You might be able to dummy out anything considered sensitive but we have been discussing this on the Network weekly call and without an example (I looked online) that counters it, it should be mapped like VPC Flow Logs which so far have used the Network Activity class. The direction is indicated within Network Connection Information
as are the flags (hence the flags would be for that direction). We should have labeled the object Network Information
as to not imply it must be a connection (since IPFIX is connectionless). Otherwise, a non-connection based class could be considered, but I wouldn't want to have implementations that have mapped flow logs to Network Activity
to feel they should remap.
The issue is that VPC Flow Logs are (roughly) unidirectional flow, not biflow. I'll see if we can sanitize our data and provide an example.

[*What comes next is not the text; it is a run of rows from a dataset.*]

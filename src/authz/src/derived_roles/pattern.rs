//! Wildcard pattern matching for parent role names
//!
//! Pattern forms:
//! 1. Exact: `"admin"` matches `"admin"`
//! 2. Universal: `"*"` matches any role
//! 3. Prefix: `"admin:*"` matches `"admin:read"`, `"admin:write"`
//! 4. Suffix: `"*:viewer"` matches `"document:viewer"`, `"project:viewer"`

use std::collections::BTreeSet;

/// Checks if a role matches a wildcard pattern
///
/// # Examples
///
/// ```rust
/// use authz_policy_engine::derived_roles::matches_pattern;
///
/// assert!(matches_pattern("admin", "admin"));
/// assert!(matches_pattern("any_role", "*"));
/// assert!(matches_pattern("admin:read", "admin:*"));
/// assert!(!matches_pattern("user:read", "admin:*"));
/// assert!(matches_pattern("document:viewer", "*:viewer"));
/// ```
pub fn matches_pattern(role: &str, pattern: &str) -> bool {
    if role == pattern || pattern == "*" {
        return true;
    }

    if let Some(prefix) = pattern.strip_suffix(":*") {
        return role
            .strip_prefix(prefix)
            .map_or(false, |rest| rest.starts_with(':'));
    }

    if let Some(suffix) = pattern.strip_prefix("*:") {
        return role
            .strip_suffix(suffix)
            .map_or(false, |rest| rest.ends_with(':'));
    }

    false
}

/// True if any held role matches any of the patterns
///
/// An empty pattern set places no requirement on roles.
pub fn any_role_matches(roles: &BTreeSet<String>, patterns: &BTreeSet<String>) -> bool {
    if patterns.is_empty() {
        return true;
    }

    patterns.iter().any(|pattern| {
        if is_wildcard(pattern) {
            roles.iter().any(|role| matches_pattern(role, pattern))
        } else {
            roles.contains(pattern)
        }
    })
}

fn is_wildcard(pattern: &str) -> bool {
    pattern == "*" || pattern.ends_with(":*") || pattern.starts_with("*:")
}
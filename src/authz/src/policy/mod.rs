//! Policy documents, stored envelopes, and the policy store interface
//!
//! Documents use a Cerbos-style JSON layout:
//!
//! ```json
//! {
//!   "apiVersion": "api.authz.dev/v1",
//!   "kind": "ResourcePolicy",
//!   "metadata": { "name": "document-policy" },
//!   "spec": {
//!     "resource": "document",
//!     "rules": [
//!       { "name": "owner-edit", "actions": ["edit"], "effect": "allow",
//!         "derivedRoles": ["owner"] }
//!     ]
//!   }
//! }
//! ```

pub mod store;
pub mod stored;
pub mod validation;

pub use store::{
    ChangeHandler, ChangeType, InMemoryPolicyStore, PolicyChangeEvent, PolicyPage, PolicyQuery,
    PolicyStore,
};
pub use stored::{PolicyKind, PolicyPayload, StoredPolicy};
pub use validation::{validate_candidate, validate_policy, ValidationIssue, ValidationReport};

use crate::types::Effect;
use serde::{Deserialize, Serialize};
use std::collections::BTreeSet;

/// Default `apiVersion` for documents built in code
pub const API_VERSION: &str = "api.authz.dev/v1";

/// Document `kind` of resource policies
pub const RESOURCE_POLICY_KIND: &str = "ResourcePolicy";

/// Document `kind` of derived roles policies
pub const DERIVED_ROLES_KIND: &str = "DerivedRoles";

/// Rule or definition condition
///
/// Accepts either a bare expression string or `{"match": {"expr": "..."}}`.
#[derive(Debug, Clone, PartialEq, Eq, Serialize, Deserialize)]
#[serde(untagged)]
pub enum Condition {
    Expression(String),
    Match {
        #[serde(rename = "match")]
        matcher: MatchExpr,
    },
}

#[derive(Debug, Clone, PartialEq, Eq, Serialize, Deserialize)]
pub struct MatchExpr {
    pub expr: String,
}

impl Condition {
    pub fn new(expr: impl Into<String>) -> Self {
        Condition::Expression(expr.into())
    }

    /// Expression source
    pub fn expression(&self) -> &str {
        match self {
            Condition::Expression(expr) => expr,
            Condition::Match { matcher } => &matcher.expr,
        }
    }
}

/// Document metadata
#[derive(Debug, Clone, Default, PartialEq, Serialize, Deserialize)]
#[serde(rename_all = "camelCase")]
pub struct PolicyMetadata {
    #[serde(default, skip_serializing_if = "Option::is_none")]
    pub name: Option<String>,

    #[serde(default, skip_serializing_if = "Option::is_none")]
    pub description: Option<String>,

    #[serde(default, skip_serializing_if = "Option::is_none")]
    pub version: Option<String>,
}

impl PolicyMetadata {
    pub fn named(name: impl Into<String>) -> Self {
        Self {
            name: Some(name.into()),
            ..Self::default()
        }
    }
}

/// One decision clause of a resource policy
#[derive(Debug, Clone, PartialEq, Serialize, Deserialize)]
#[serde(rename_all = "camelCase")]
pub struct PolicyRule {
    #[serde(default, skip_serializing_if = "Option::is_none")]
    pub name: Option<String>,

    /// Actions the rule covers; `*` covers every action
    pub actions: BTreeSet<String>,

    pub effect: Effect,

    /// Static or derived roles; empty means any role
    #[serde(default)]
    pub roles: BTreeSet<String>,

    /// Derived roles; empty means no derived role is required
    #[serde(default)]
    pub derived_roles: BTreeSet<String>,

    #[serde(default, skip_serializing_if = "Option::is_none")]
    pub condition: Option<Condition>,
}

impl PolicyRule {
    pub fn new<I, S>(effect: Effect, actions: I) -> Self
    where
        I: IntoIterator<Item = S>,
        S: Into<String>,
    {
        Self {
            name: None,
            actions: actions.into_iter().map(Into::into).collect(),
            effect,
            roles: BTreeSet::new(),
            derived_roles: BTreeSet::new(),
            condition: None,
        }
    }

    pub fn allow<I, S>(actions: I) -> Self
    where
        I: IntoIterator<Item = S>,
        S: Into<String>,
    {
        Self::new(Effect::Allow, actions)
    }

    pub fn deny<I, S>(actions: I) -> Self
    where
        I: IntoIterator<Item = S>,
        S: Into<String>,
    {
        Self::new(Effect::Deny, actions)
    }

    pub fn named(mut self, name: impl Into<String>) -> Self {
        self.name = Some(name.into());
        self
    }

    pub fn with_roles<I, S>(mut self, roles: I) -> Self
    where
        I: IntoIterator<Item = S>,
        S: Into<String>,
    {
        self.roles.extend(roles.into_iter().map(Into::into));
        self
    }

    pub fn with_derived_roles<I, S>(mut self, roles: I) -> Self
    where
        I: IntoIterator<Item = S>,
        S: Into<String>,
    {
        self.derived_roles.extend(roles.into_iter().map(Into::into));
        self
    }

    pub fn with_condition(mut self, expr: impl Into<String>) -> Self {
        self.condition = Some(Condition::new(expr));
        self
    }

    /// Whether the rule lists the action or the `*` wildcard
    pub fn covers_action(&self, action: &str) -> bool {
        self.actions.contains(action) || self.actions.contains("*")
    }
}

#[derive(Debug, Clone, PartialEq, Serialize, Deserialize)]
#[serde(rename_all = "camelCase")]
pub struct ResourcePolicySpec {
    /// Resource kind this policy governs
    pub resource: String,

    #[serde(default = "default_policy_version")]
    pub version: String,

    /// Rules, evaluated in declared order
    #[serde(default)]
    pub rules: Vec<PolicyRule>,
}

/// All rules for one resource kind
#[derive(Debug, Clone, PartialEq, Serialize, Deserialize)]
#[serde(rename_all = "camelCase")]
pub struct ResourcePolicy {
    #[serde(default = "default_api_version")]
    pub api_version: String,

    #[serde(default = "default_resource_kind")]
    pub kind: String,

    #[serde(default)]
    pub metadata: PolicyMetadata,

    pub spec: ResourcePolicySpec,
}

impl ResourcePolicy {
    /// Create an empty policy for a resource kind
    pub fn new(resource: impl Into<String>) -> Self {
        Self {
            api_version: default_api_version(),
            kind: default_resource_kind(),
            metadata: PolicyMetadata::default(),
            spec: ResourcePolicySpec {
                resource: resource.into(),
                version: default_policy_version(),
                rules: Vec::new(),
            },
        }
    }

    pub fn with_name(mut self, name: impl Into<String>) -> Self {
        self.metadata.name = Some(name.into());
        self
    }

    pub fn with_rule(mut self, rule: PolicyRule) -> Self {
        self.spec.rules.push(rule);
        self
    }

    /// Policy name, falling back to the resource kind
    pub fn name(&self) -> &str {
        self.metadata
            .name
            .as_deref()
            .filter(|name| !name.is_empty())
            .unwrap_or(&self.spec.resource)
    }

    pub fn resource(&self) -> &str {
        &self.spec.resource
    }

    pub fn rules(&self) -> &[PolicyRule] {
        &self.spec.rules
    }
}

/// A computed role
#[derive(Debug, Clone, PartialEq, Serialize, Deserialize)]
#[serde(rename_all = "camelCase")]
pub struct DerivedRoleDefinition {
    pub name: String,

    /// Roles (or role patterns) the principal must hold one of; empty
    /// means no role requirement
    #[serde(default)]
    pub parent_roles: BTreeSet<String>,

    #[serde(default, skip_serializing_if = "Option::is_none")]
    pub condition: Option<Condition>,
}

impl DerivedRoleDefinition {
    pub fn new<I, S>(name: impl Into<String>, parent_roles: I) -> Self
    where
        I: IntoIterator<Item = S>,
        S: Into<String>,
    {
        Self {
            name: name.into(),
            parent_roles: parent_roles.into_iter().map(Into::into).collect(),
            condition: None,
        }
    }

    pub fn with_condition(mut self, expr: impl Into<String>) -> Self {
        self.condition = Some(Condition::new(expr));
        self
    }
}

#[derive(Debug, Clone, PartialEq, Serialize, Deserialize)]
#[serde(rename_all = "camelCase")]
pub struct DerivedRolesSpec {
    pub name: String,

    #[serde(default)]
    pub definitions: Vec<DerivedRoleDefinition>,
}

/// Group of derived role definitions
#[derive(Debug, Clone, PartialEq, Serialize, Deserialize)]
#[serde(rename_all = "camelCase")]
pub struct DerivedRolesPolicy {
    #[serde(default = "default_api_version")]
    pub api_version: String,

    #[serde(default = "default_derived_roles_kind")]
    pub kind: String,

    #[serde(default)]
    pub metadata: PolicyMetadata,

    pub spec: DerivedRolesSpec,
}

impl DerivedRolesPolicy {
    pub fn new(name: impl Into<String>) -> Self {
        let name = name.into();
        Self {
            api_version: default_api_version(),
            kind: default_derived_roles_kind(),
            metadata: PolicyMetadata::named(name.clone()),
            spec: DerivedRolesSpec {
                name,
                definitions: Vec::new(),
            },
        }
    }

    pub fn with_definition(mut self, definition: DerivedRoleDefinition) -> Self {
        self.spec.definitions.push(definition);
        self
    }

    /// Policy name, falling back to `spec.name`
    pub fn name(&self) -> &str {
        self.metadata
            .name
            .as_deref()
            .filter(|name| !name.is_empty())
            .unwrap_or(&self.spec.name)
    }

    pub fn definitions(&self) -> &[DerivedRoleDefinition] {
        &self.spec.definitions
    }
}

fn default_api_version() -> String {
    API_VERSION.to_string()
}

fn default_resource_kind() -> String {
    RESOURCE_POLICY_KIND.to_string()
}

fn default_derived_roles_kind() -> String {
    DERIVED_ROLES_KIND.to_string()
}

fn default_policy_version() -> String {
    "default".to_string()
}
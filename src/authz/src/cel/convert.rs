//! Value conversion between serde_json::Value and cel_interpreter types

use base64::Engine as _;
use cel_interpreter::objects::{Key, Map, Value as CelValue};
use serde_json::Value as JsonValue;
use std::collections::HashMap;
use std::sync::Arc;

/// Convert serde_json::Value to cel_interpreter::Value
pub fn json_to_cel(value: &JsonValue) -> CelValue {
    match value {
        JsonValue::Null => CelValue::Null,
        JsonValue::Bool(b) => CelValue::Bool(*b),
        JsonValue::Number(n) => {
            if let Some(i) = n.as_i64() {
                CelValue::Int(i)
            } else if let Some(u) = n.as_u64() {
                CelValue::UInt(u)
            } else if let Some(f) = n.as_f64() {
                CelValue::Float(f)
            } else {
                CelValue::Null
            }
        }
        JsonValue::String(s) => CelValue::String(s.clone().into()),
        JsonValue::Array(items) => {
            let list: Vec<CelValue> = items.iter().map(json_to_cel).collect();
            CelValue::List(list.into())
        }
        JsonValue::Object(obj) => {
            let entries: HashMap<Key, CelValue> = obj
                .iter()
                .map(|(k, v)| (Key::from(k.clone()), json_to_cel(v)))
                .collect();
            CelValue::Map(Map {
                map: Arc::new(entries),
            })
        }
    }
}

/// Convert cel_interpreter::Value to serde_json::Value
///
/// Bytes become base64 strings; durations, timestamps and function
/// references fall back to their debug representation.
pub fn cel_to_json(value: &CelValue) -> JsonValue {
    match value {
        CelValue::Null => JsonValue::Null,
        CelValue::Bool(b) => JsonValue::Bool(*b),
        CelValue::Int(i) => JsonValue::Number((*i).into()),
        CelValue::UInt(u) => JsonValue::Number((*u).into()),
        CelValue::Float(f) => serde_json::Number::from_f64(*f)
            .map(JsonValue::Number)
            .unwrap_or(JsonValue::Null),
        CelValue::String(s) => JsonValue::String(s.to_string()),
        CelValue::Bytes(b) => {
            JsonValue::String(base64::engine::general_purpose::STANDARD.encode(b.as_slice()))
        }
        CelValue::List(list) => JsonValue::Array(list.iter().map(cel_to_json).collect()),
        CelValue::Map(map) => {
            let obj = map
                .map
                .iter()
                .map(|(k, v)| (key_to_string(k), cel_to_json(v)))
                .collect();
            JsonValue::Object(obj)
        }
        other => JsonValue::String(format!("{:?}", other)),
    }
}

fn key_to_string(key: &Key) -> String {
    match key {
        Key::String(s) => s.to_string(),
        Key::Int(i) => i.to_string(),
        Key::Uint(u) => u.to_string(),
        Key::Bool(b) => b.to_string(),
    }
}

#[cfg(test)]
mod tests {
    use super::*;
    use serde_json::json;

    #[test]
    fn test_json_to_cel_scalars() {
        assert!(matches!(json_to_cel(&json!(true)), CelValue::Bool(true)));
        assert!(matches!(json_to_cel(&json!(42)), CelValue::Int(42)));
        assert!(matches!(json_to_cel(&json!(null)), CelValue::Null));
        assert!(matches!(json_to_cel(&json!(u64::MAX)), CelValue::UInt(u64::MAX)));

        match json_to_cel(&json!("hello")) {
            CelValue::String(s) => assert_eq!(s.as_str(), "hello"),
            other => panic!("Expected String, got {:?}", other),
        }
    }

    #[test]
    fn test_json_to_cel_containers() {
        match json_to_cel(&json!([1, 2, 3])) {
            CelValue::List(list) => assert_eq!(list.len(), 3),
            other => panic!("Expected List, got {:?}", other),
        }
        match json_to_cel(&json!({"ownerId": "alice", "tags": ["a"]})) {
            CelValue::Map(map) => assert_eq!(map.map.len(), 2),
            other => panic!("Expected Map, got {:?}", other),
        }
    }

    #[test]
    fn test_cel_to_json_restores_documents() {
        let doc = json!({
            "id": "doc-1",
            "attributes": {"level": 3, "score": 7.5, "tags": ["draft"], "deleted": null}
        });
        assert_eq!(cel_to_json(&json_to_cel(&doc)), doc);
    }

    #[test]
    fn test_cel_to_json_bytes_are_base64() {
        let bytes = CelValue::Bytes(Arc::new(b"hi".to_vec()));
        assert_eq!(cel_to_json(&bytes), json!("aGk="));
        assert_eq!(cel_to_json(&CelValue::Float(f64::NAN)), JsonValue::Null);
    }
}
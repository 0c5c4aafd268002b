//! Candidate policy validation for the reload path

use super::stored::{PolicyKind, PolicyPayload, StoredPolicy};
use super::{Condition, DERIVED_ROLES_KIND, RESOURCE_POLICY_KIND};
use crate::cel;
use crate::error::AuthzError;
use std::collections::HashSet;
use std::fmt;

/// A single problem found in one stored policy
#[derive(Debug, Clone, PartialEq, Eq)]
pub struct ValidationIssue {
    pub policy_id: String,
    pub policy_name: String,
    pub message: String,
}

impl fmt::Display for ValidationIssue {
    fn fmt(&self, f: &mut fmt::Formatter<'_>) -> fmt::Result {
        write!(f, "policy '{}' ({}): {}", self.policy_name, self.policy_id, self.message)
    }
}

/// All issues found in a candidate set
#[derive(Debug, Clone, Default, PartialEq, Eq)]
pub struct ValidationReport {
    pub issues: Vec<ValidationIssue>,
}

impl ValidationReport {
    pub fn is_valid(&self) -> bool {
        self.issues.is_empty()
    }

    pub fn merge(&mut self, other: ValidationReport) {
        self.issues.extend(other.issues);
    }

    /// `Ok` when valid, otherwise an [`AuthzError::Validation`] naming
    /// every offending policy
    pub fn into_result(self) -> crate::error::Result<()> {
        if self.is_valid() {
            Ok(())
        } else {
            Err(AuthzError::Validation(self.to_string()))
        }
    }
}

impl fmt::Display for ValidationReport {
    fn fmt(&self, f: &mut fmt::Formatter<'_>) -> fmt::Result {
        for (i, issue) in self.issues.iter().enumerate() {
            if i > 0 {
                f.write_str("; ")?;
            }
            write!(f, "{}", issue)?;
        }
        Ok(())
    }
}

/// Validate every record fetched for one expected kind
pub fn validate_candidate(expected: PolicyKind, policies: &[StoredPolicy]) -> ValidationReport {
    let issues = policies
        .iter()
        .flat_map(|policy| {
            validate_policy(expected, policy)
                .into_iter()
                .map(move |message| ValidationIssue {
                    policy_id: policy.id.clone(),
                    policy_name: policy.name.clone(),
                    message,
                })
        })
        .collect();

    ValidationReport { issues }
}

/// Problems with one record, as messages
pub fn validate_policy(expected: PolicyKind, policy: &StoredPolicy) -> Vec<String> {
    let mut errors = Vec::new();

    if policy.kind != expected {
        errors.push(format!(
            "Invalid policy kind: expected {}, got {}",
            expected, policy.kind
        ));
        return errors;
    }

    if policy.payload.kind() != policy.kind {
        errors.push(format!(
            "Invalid policy kind: envelope is {} but payload is {}",
            policy.kind,
            policy.payload.kind()
        ));
        return errors;
    }

    match &policy.payload {
        PolicyPayload::Resource(doc) => {
            if doc.kind != RESOURCE_POLICY_KIND {
                errors.push(format!("Invalid policy kind: document kind is '{}'", doc.kind));
            }
            if !has_name(doc.metadata.name.as_deref()) {
                errors.push("missing metadata.name".to_string());
            }
            if doc.spec.resource.trim().is_empty() {
                errors.push("spec.resource must not be empty".to_string());
            }
            for (i, rule) in doc.spec.rules.iter().enumerate() {
                let label = rule
                    .name
                    .clone()
                    .unwrap_or_else(|| format!("#{}", i));
                if rule.actions.is_empty() {
                    errors.push(format!("rule {} has no actions", label));
                }
                if let Some(message) = condition_error(rule.condition.as_ref()) {
                    errors.push(format!("rule {} has an invalid condition: {}", label, message));
                }
            }
        }
        PolicyPayload::DerivedRoles(doc) => {
            if doc.kind != DERIVED_ROLES_KIND {
                errors.push(format!("Invalid policy kind: document kind is '{}'", doc.kind));
            }
            if !has_name(doc.metadata.name.as_deref()) {
                errors.push("missing metadata.name".to_string());
            }
            if doc.spec.definitions.is_empty() {
                errors.push("spec.definitions must not be empty".to_string());
            }

            let mut seen = HashSet::new();
            for (i, def) in doc.spec.definitions.iter().enumerate() {
                if def.name.trim().is_empty() {
                    errors.push(format!("definition #{} has an empty name", i));
                } else if !seen.insert(def.name.as_str()) {
                    errors.push(format!("duplicate derived role '{}'", def.name));
                }
                if let Some(message) = condition_error(def.condition.as_ref()) {
                    errors.push(format!(
                        "derived role '{}' has an invalid condition: {}",
                        def.name, message
                    ));
                }
            }
        }
    }

    errors
}

fn has_name(name: Option<&str>) -> bool {
    name.map(|n| !n.trim().is_empty()).unwrap_or(false)
}

fn condition_error(condition: Option<&Condition>) -> Option<String> {
    condition
        .and_then(|c| cel::compile(c.expression()).err())
        .map(|e| e.to_string())
}
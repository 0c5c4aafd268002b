//! Hot reload configuration

use anyhow::{Context, Result};
use serde::{Deserialize, Serialize};
use std::fmt;
use std::str::FromStr;
use std::time::Duration;

/// Manager log threshold, ordered from most to least verbose
#[derive(Debug, Clone, Copy, PartialEq, Eq, PartialOrd, Ord, Hash, Serialize, Deserialize)]
#[serde(rename_all = "lowercase")]
pub enum LogLevel {
    Debug,
    Info,
    Warn,
    Error,
}

impl LogLevel {
    /// Whether a message at `level` passes this threshold
    pub fn allows(self, level: LogLevel) -> bool {
        level >= self
    }
}

impl Default for LogLevel {
    fn default() -> Self {
        LogLevel::Info
    }
}

impl fmt::Display for LogLevel {
    fn fmt(&self, f: &mut fmt::Formatter<'_>) -> fmt::Result {
        f.write_str(match self {
            LogLevel::Debug => "debug",
            LogLevel::Info => "info",
            LogLevel::Warn => "warn",
            LogLevel::Error => "error",
        })
    }
}

impl FromStr for LogLevel {
    type Err = anyhow::Error;

    fn from_str(s: &str) -> Result<Self> {
        match s.trim().to_ascii_lowercase().as_str() {
            "debug" => Ok(LogLevel::Debug),
            "info" => Ok(LogLevel::Info),
            "warn" | "warning" => Ok(LogLevel::Warn),
            "error" => Ok(LogLevel::Error),
            other => Err(anyhow::anyhow!("unknown log level '{}'", other)),
        }
    }
}

/// Hot reload manager configuration
#[derive(Debug, Clone, PartialEq, Eq, Serialize, Deserialize)]
#[serde(rename_all = "camelCase", default)]
pub struct HotReloadConfig {
    /// Subscribe to store changes on `start`
    pub enabled: bool,

    /// Quiet period after the last change before reloading
    pub debounce_ms: u64,

    /// Upper bound between the first change of a burst and its reload
    pub max_debounce_ms: u64,

    /// Validate fetched policies before publishing them
    pub validate_before_load: bool,

    /// Re-publish the last good policy set after a failed reload
    pub rollback_on_failure: bool,

    pub log_level: LogLevel,
}

impl Default for HotReloadConfig {
    fn default() -> Self {
        Self {
            enabled: true,
            debounce_ms: 500,
            max_debounce_ms: 5_000,
            validate_before_load: true,
            rollback_on_failure: true,
            log_level: LogLevel::Info,
        }
    }
}

impl HotReloadConfig {
    /// Defaults overridden by `AUTHZ_RELOAD_*` environment variables
    pub fn from_env() -> Result<Self> {
        Self::from_lookup(|key| std::env::var(key).ok())
    }

    /// Same as [`from_env`](Self::from_env) with an injectable source
    pub fn from_lookup<F>(lookup: F) -> Result<Self>
    where
        F: Fn(&str) -> Option<String>,
    {
        let mut config = Self::default();

        if let Some(v) = lookup("AUTHZ_RELOAD_ENABLED") {
            config.enabled = parse_bool(&v).context("Invalid AUTHZ_RELOAD_ENABLED")?;
        }
        if let Some(v) = lookup("AUTHZ_RELOAD_DEBOUNCE_MS") {
            config.debounce_ms = v.trim().parse().context("Invalid AUTHZ_RELOAD_DEBOUNCE_MS")?;
        }
        if let Some(v) = lookup("AUTHZ_RELOAD_MAX_DEBOUNCE_MS") {
            config.max_debounce_ms = v
                .trim()
                .parse()
                .context("Invalid AUTHZ_RELOAD_MAX_DEBOUNCE_MS")?;
        }
        if let Some(v) = lookup("AUTHZ_RELOAD_VALIDATE") {
            config.validate_before_load = parse_bool(&v).context("Invalid AUTHZ_RELOAD_VALIDATE")?;
        }
        if let Some(v) = lookup("AUTHZ_RELOAD_ROLLBACK") {
            config.rollback_on_failure = parse_bool(&v).context("Invalid AUTHZ_RELOAD_ROLLBACK")?;
        }
        if let Some(v) = lookup("AUTHZ_RELOAD_LOG_LEVEL") {
            config.log_level = v.parse().context("Invalid AUTHZ_RELOAD_LOG_LEVEL")?;
        }

        config.validate()?;
        Ok(config)
    }

    /// Reject timer settings the debouncer cannot honour
    pub fn validate(&self) -> Result<()> {
        if self.debounce_ms == 0 {
            anyhow::bail!("debounceMs must be greater than zero");
        }
        if self.max_debounce_ms < self.debounce_ms {
            anyhow::bail!(
                "maxDebounceMs ({}) must not be less than debounceMs ({})",
                self.max_debounce_ms,
                self.debounce_ms
            );
        }
        Ok(())
    }

    pub fn debounce(&self) -> Duration {
        Duration::from_millis(self.debounce_ms)
    }

    pub fn max_debounce(&self) -> Duration {
        Duration::from_millis(self.max_debounce_ms)
    }
}

fn parse_bool(value: &str) -> Result<bool> {
    match value.trim().to_ascii_lowercase().as_str() {
        "1" | "true" | "yes" | "on" => Ok(true),
        "0" | "false" | "no" | "off" => Ok(false),
        other => Err(anyhow::anyhow!("expected a boolean, got '{}'", other)),
    }
}

#[cfg(test)]
mod tests {
    use super::*;
    use serde_json::json;
    use std::collections::HashMap;

    fn lookup(vars: &[(&str, &str)]) -> impl Fn(&str) -> Option<String> {
        let map: HashMap<String, String> = vars
            .iter()
            .map(|(k, v)| (k.to_string(), v.to_string()))
            .collect();
        move |key| map.get(key).cloned()
    }

    #[test]
    fn test_defaults() {
        let config = HotReloadConfig::default();
        assert!(config.enabled);
        assert_eq!(config.debounce(), Duration::from_millis(500));
        assert_eq!(config.max_debounce(), Duration::from_millis(5_000));
        assert!(config.validate_before_load);
        assert!(config.rollback_on_failure);
        assert_eq!(config.log_level, LogLevel::Info);
        assert!(config.validate().is_ok());
    }

    #[test]
    fn test_deserialize_partial_camel_case() {
        let config: HotReloadConfig =
            serde_json::from_value(json!({"debounceMs": 100, "logLevel": "debug"})).unwrap();
        assert_eq!(config.debounce_ms, 100);
        assert_eq!(config.max_debounce_ms, 5_000);
        assert_eq!(config.log_level, LogLevel::Debug);
    }

    #[test]
    fn test_from_lookup_overrides() {
        let config = HotReloadConfig::from_lookup(lookup(&[
            ("AUTHZ_RELOAD_ENABLED", "false"),
            ("AUTHZ_RELOAD_DEBOUNCE_MS", "250"),
            ("AUTHZ_RELOAD_MAX_DEBOUNCE_MS", "1000"),
            ("AUTHZ_RELOAD_ROLLBACK", "0"),
            ("AUTHZ_RELOAD_LOG_LEVEL", "WARN"),
        ]))
        .unwrap();

        assert!(!config.enabled);
        assert_eq!(config.debounce_ms, 250);
        assert_eq!(config.max_debounce_ms, 1_000);
        assert!(config.validate_before_load);
        assert!(!config.rollback_on_failure);
        assert_eq!(config.log_level, LogLevel::Warn);
    }

    #[test]
    fn test_from_lookup_reports_bad_values() {
        let err = HotReloadConfig::from_lookup(lookup(&[("AUTHZ_RELOAD_DEBOUNCE_MS", "soon")]))
            .unwrap_err();
        assert!(err.to_string().contains("AUTHZ_RELOAD_DEBOUNCE_MS"));

        assert!(HotReloadConfig::from_lookup(lookup(&[("AUTHZ_RELOAD_VALIDATE", "maybe")])).is_err());
        assert!(HotReloadConfig::from_lookup(lookup(&[("AUTHZ_RELOAD_LOG_LEVEL", "loud")])).is_err());
    }

    #[test]
    fn test_validate_rejects_bad_timers() {
        let zero = HotReloadConfig {
            debounce_ms: 0,
            ..HotReloadConfig::default()
        };
        assert!(zero.validate().is_err());

        let inverted = HotReloadConfig {
            debounce_ms: 1_000,
            max_debounce_ms: 500,
            ..HotReloadConfig::default()
        };
        assert!(inverted.validate().is_err());
    }

    #[test]
    fn test_log_level_ordering() {
        assert!(LogLevel::Debug < LogLevel::Info);
        assert!(LogLevel::Warn < LogLevel::Error);
        assert!(LogLevel::Info.allows(LogLevel::Warn));
        assert!(!LogLevel::Warn.allows(LogLevel::Info));
        assert_eq!("warning".parse::<LogLevel>().unwrap(), LogLevel::Warn);
    }
}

Here is a heavily redacted example of our data represented in JSON. We are collecting "biflows" from AWS EC2 instances, or roughly 1 minute aggregations of data keyed by the 5-tuple. You can see in the flow
section that we have the local/remote IPv4/port (relative to the EC2 instance) and protocol for the 5-tuple, as well as a set of in/out (also relative to the EC2 instance) metadata. For this case, we are specifically trying to model the tcp_flags_in
and tcp_flags_out
values, which are a bitwise ANDing of the various flags seen in this direction for this "minute". This is very analogous to IPFIX biflows, as mentioned above, with the minor difference that we use in
/out
and IPFIX uses fwd
/rev
: https://datatracker.ietf.org/doc/html/rfc5103
{
"metadata": {
"account_id": "012345678901",
"instance_id": "i-0aabbccddeeff001122",
"region": "us-east-1",
"start_time": 1717182549,
"end_time": 1717182580
},
"flow": {
"local_ip": 167810349,
"local_port": 32846,
"remote_ip": 174465028,
"remote_port": 443,
"protocol": 6,
"bytes_in": 520,
"packets_in": 10,
"tcp_flags_in": 0,
"bytes_out": 2715,
"packets_out": 3,
"tcp_flags_out": 0
}
}
@pagbabian-splunk Were there any further discussions on the TCP flags? @mlartz provided a sample record above
I was looking at the data dictionary on https://schema.ocsf.io/1.1.0/dictionary?extensions= and noticed that the tcp_flags are set on the Network Connection Information object with no directionality specified.
My understanding is TCP flags are directional and should exist on the Network Traffic object since it is directional in nature.
See https://www.site24x7.com/learn/linux/tcp-flags.html for an example that TCP flags are set in each packet. In systems that log network traffic, TCP flags that are received by the system and sent by the system will be different.